*MATERIAL PROVIDED*
===============

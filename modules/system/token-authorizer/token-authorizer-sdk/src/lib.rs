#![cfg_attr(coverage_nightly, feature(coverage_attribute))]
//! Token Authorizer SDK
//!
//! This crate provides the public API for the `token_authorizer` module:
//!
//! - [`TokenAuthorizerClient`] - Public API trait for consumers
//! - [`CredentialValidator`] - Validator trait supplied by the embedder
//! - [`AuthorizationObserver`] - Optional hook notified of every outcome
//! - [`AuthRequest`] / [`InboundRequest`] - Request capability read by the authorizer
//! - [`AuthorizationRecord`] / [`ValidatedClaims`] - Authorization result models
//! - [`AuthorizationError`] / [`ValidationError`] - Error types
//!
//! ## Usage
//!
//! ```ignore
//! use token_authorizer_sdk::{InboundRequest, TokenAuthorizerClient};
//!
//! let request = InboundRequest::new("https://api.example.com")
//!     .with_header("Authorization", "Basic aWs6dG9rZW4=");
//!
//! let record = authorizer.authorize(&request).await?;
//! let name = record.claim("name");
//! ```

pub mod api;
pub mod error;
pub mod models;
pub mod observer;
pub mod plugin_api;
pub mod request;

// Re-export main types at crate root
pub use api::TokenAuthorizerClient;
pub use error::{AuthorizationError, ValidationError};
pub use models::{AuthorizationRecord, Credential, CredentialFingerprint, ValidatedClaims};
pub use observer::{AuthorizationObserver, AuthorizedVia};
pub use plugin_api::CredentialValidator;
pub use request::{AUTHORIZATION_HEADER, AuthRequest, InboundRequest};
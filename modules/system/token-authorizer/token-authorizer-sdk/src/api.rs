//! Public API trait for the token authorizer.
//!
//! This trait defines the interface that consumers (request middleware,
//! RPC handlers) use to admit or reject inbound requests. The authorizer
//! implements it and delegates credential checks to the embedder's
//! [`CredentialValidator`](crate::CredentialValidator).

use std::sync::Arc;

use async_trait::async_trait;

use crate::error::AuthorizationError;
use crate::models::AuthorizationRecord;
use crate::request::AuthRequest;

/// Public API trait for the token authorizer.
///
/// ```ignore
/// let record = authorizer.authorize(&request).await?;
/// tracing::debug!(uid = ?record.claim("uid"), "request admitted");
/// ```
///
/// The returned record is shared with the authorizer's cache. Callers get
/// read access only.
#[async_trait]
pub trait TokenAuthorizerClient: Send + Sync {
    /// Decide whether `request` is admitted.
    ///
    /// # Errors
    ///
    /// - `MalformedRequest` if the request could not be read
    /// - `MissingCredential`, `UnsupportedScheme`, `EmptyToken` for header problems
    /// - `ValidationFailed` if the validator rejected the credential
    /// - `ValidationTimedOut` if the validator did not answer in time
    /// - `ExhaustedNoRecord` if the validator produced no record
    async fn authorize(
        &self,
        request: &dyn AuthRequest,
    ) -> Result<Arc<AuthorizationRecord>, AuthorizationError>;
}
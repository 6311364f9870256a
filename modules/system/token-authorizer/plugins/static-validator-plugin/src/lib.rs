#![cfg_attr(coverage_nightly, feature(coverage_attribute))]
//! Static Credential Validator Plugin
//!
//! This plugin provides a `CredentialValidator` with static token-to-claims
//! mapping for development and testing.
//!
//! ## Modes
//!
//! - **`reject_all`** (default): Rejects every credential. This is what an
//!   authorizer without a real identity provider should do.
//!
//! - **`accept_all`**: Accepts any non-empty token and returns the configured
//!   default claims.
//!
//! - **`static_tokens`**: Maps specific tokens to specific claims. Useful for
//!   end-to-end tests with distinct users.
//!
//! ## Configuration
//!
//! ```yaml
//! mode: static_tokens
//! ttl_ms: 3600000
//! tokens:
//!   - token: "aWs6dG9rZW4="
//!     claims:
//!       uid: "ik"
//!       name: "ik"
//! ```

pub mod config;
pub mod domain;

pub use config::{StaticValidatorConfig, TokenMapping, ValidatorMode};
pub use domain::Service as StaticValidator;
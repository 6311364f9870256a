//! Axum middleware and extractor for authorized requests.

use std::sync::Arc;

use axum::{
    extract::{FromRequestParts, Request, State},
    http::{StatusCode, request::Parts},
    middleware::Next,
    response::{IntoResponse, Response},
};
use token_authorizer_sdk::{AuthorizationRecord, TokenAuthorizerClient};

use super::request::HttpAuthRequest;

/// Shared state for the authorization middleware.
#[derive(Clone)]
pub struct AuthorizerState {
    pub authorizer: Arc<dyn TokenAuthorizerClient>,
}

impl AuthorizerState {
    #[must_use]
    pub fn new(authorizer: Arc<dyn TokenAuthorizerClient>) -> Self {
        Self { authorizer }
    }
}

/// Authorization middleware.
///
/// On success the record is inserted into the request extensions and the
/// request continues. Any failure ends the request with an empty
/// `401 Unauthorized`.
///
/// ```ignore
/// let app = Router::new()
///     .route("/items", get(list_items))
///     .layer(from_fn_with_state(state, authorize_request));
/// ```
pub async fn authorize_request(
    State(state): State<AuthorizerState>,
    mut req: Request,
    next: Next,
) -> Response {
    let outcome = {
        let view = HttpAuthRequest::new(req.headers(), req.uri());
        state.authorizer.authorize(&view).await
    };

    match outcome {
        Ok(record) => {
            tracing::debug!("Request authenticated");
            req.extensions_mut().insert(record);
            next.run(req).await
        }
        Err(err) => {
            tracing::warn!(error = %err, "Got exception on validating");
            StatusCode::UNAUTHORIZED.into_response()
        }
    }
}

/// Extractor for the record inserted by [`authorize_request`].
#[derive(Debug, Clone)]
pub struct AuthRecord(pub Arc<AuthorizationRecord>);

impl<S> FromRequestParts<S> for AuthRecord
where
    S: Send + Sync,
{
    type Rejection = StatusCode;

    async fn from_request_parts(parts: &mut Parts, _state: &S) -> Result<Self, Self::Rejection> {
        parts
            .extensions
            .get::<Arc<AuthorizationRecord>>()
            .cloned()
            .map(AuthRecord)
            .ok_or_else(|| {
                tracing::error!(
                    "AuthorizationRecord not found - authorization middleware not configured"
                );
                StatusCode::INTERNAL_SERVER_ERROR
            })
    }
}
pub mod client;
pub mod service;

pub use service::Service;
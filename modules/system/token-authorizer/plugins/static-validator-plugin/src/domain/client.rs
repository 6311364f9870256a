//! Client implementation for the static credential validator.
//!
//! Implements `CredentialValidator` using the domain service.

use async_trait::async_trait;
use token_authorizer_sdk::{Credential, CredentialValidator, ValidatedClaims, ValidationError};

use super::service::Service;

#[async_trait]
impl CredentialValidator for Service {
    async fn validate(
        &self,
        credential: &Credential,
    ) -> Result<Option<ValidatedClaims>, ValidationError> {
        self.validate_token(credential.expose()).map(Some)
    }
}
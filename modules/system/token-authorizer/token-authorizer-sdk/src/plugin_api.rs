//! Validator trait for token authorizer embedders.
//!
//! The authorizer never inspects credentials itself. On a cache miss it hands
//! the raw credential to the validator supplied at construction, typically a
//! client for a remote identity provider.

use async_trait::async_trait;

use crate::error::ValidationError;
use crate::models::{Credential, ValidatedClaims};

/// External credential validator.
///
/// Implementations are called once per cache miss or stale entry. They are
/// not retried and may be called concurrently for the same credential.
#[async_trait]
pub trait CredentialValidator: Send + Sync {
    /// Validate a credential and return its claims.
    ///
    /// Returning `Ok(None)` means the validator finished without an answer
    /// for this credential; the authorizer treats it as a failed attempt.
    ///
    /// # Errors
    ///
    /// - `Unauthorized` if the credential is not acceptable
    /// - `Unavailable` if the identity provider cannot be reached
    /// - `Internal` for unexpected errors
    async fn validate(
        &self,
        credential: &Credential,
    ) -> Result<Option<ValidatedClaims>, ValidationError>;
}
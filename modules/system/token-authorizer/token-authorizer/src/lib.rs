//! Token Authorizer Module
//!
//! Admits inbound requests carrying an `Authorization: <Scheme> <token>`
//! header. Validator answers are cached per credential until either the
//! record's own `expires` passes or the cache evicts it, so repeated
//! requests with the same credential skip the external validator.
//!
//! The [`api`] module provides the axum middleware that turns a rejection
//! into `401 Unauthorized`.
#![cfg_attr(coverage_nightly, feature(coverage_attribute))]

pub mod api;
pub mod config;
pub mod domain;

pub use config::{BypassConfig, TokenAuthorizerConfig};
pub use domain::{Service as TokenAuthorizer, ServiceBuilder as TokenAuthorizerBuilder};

===============

*PROBLEM TO WORK ON*
Scan the records above and show every line in which the word "domain" occurs.

*YOUR RESPONSE*
pub mod domain;
pub use domain::Service as StaticValidator;
filename modules/system/token-authorizer/plugins/static-validator-plugin/src/domain/client.rs
//! Implements `CredentialValidator` using the domain service.
pub mod domain;
pub use domain::{Service as TokenAuthorizer, ServiceBuilder as TokenAuthorizerBuilder};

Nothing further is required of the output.